A new training system teaches robots by making them fail inside a simulation first, then using those imagined mistakes to decide exactly what to teach next.
Researchers built RoboCoach, a framework that pairs reusable robot skill modules with a shared world model called CoachWorld. The system runs each skill module in simulation, flags the first subtask where it breaks down, and uses that record to pick which real-world demonstrations to collect and which module to retrain. Tested across two simulation suites and two real robot platforms, Franka and AgileX arms, simulated failure rates tracked real-world failure rates closely, with a correlation of 0.840 across 22 task-policy pairs. Adding just 150 targeted demonstrations chosen this way raised Franka's success rate from 13.3% to 75.0% and AgileX's from 40.0% to 83.8%.

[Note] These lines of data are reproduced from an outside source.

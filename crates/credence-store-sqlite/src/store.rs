//! [`SqliteStore`], the SQLite implementation of [`CredenceStore`].

use std::path::Path;

use rusqlite::OptionalExtension as _;
use uuid::Uuid;

use credence_core::{
  Error as CoreError,
  claim::{Claim, ClaimPatch, NewClaim},
  comment::{Comment, NewComment},
  credibility::Credibility,
  evidence::{Evidence, NewEvidence},
  query::{ClaimQuery, ClaimSort},
  store::CredenceStore,
  user::{NewUser, User, UserCredentials},
  vote::{Vote, VoteTally, VoteType},
};

use crate::{
  Result,
  encode::{
    CLAIM_SELECT, COMMENT_SELECT, EVIDENCE_SELECT, RawClaim, RawComment,
    RawEvidence, RawUser, RawVote, USER_COLUMNS, VOTE_SELECT, encode_dt,
    encode_uuid, now,
  },
  schema::SCHEMA,
};

/// Closure result for operations that can fail with a domain error after the
/// database call itself succeeded.
type Checked<T> = tokio_rusqlite::Result<std::result::Result<T, CoreError>>;

// ─── Store ───────────────────────────────────────────────────────────────────

/// A Credence store backed by a single SQLite file.
///
/// Cloning is cheap; the inner connection is reference-counted.
#[derive(Clone)]
pub struct SqliteStore {
  conn: tokio_rusqlite::Connection,
}

impl SqliteStore {
  /// Open (or create) a store at `path` and run schema initialisation.
  pub async fn open(path: impl AsRef<Path>) -> Result<Self> {
    let conn = tokio_rusqlite::Connection::open(path).await?;
    let store = Self { conn };
    store.init_schema().await?;
    Ok(store)
  }

  /// Open an in-memory store, useful for testing.
  pub async fn open_in_memory() -> Result<Self> {
    let conn = tokio_rusqlite::Connection::open_in_memory().await?;
    let store = Self { conn };
    store.init_schema().await?;
    Ok(store)
  }

  async fn init_schema(&self) -> Result<()> {
    self
      .conn
      .call(|conn| {
        conn.execute_batch(SCHEMA)?;
        Ok(())
      })
      .await?;
    tracing::debug!("sqlite schema initialised");
    Ok(())
  }

  /// Row count of `table`, for asserting cascade behaviour in tests.
  #[cfg(test)]
  pub(crate) async fn count_rows(&self, table: &'static str) -> Result<i64> {
    Ok(
      self
        .conn
        .call(move |conn| {
          Ok(conn.query_row(&format!("SELECT COUNT(*) FROM {table}"), [], |r| {
            r.get(0)
          })?)
        })
        .await?,
    )
  }
}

Most attempts to improve long-horizon robot manipulation just throw more demonstrations at the whole task, which is expensive and often wasted on skills that already work fine. By using a world model to predict where a robot will actually trip up, RoboCoach aims that costly human demonstration time at the real bottleneck instead of spreading it evenly. The coached modules also carried over to four new task combinations, averaging 35.0% success versus 0% for a baseline updated without that targeted guidance.
The results come from controlled comparisons with two robot arms in a lab, not a crowded warehouse floor, and a 0.840 correlation in simulation is not the same as reliability in the wild.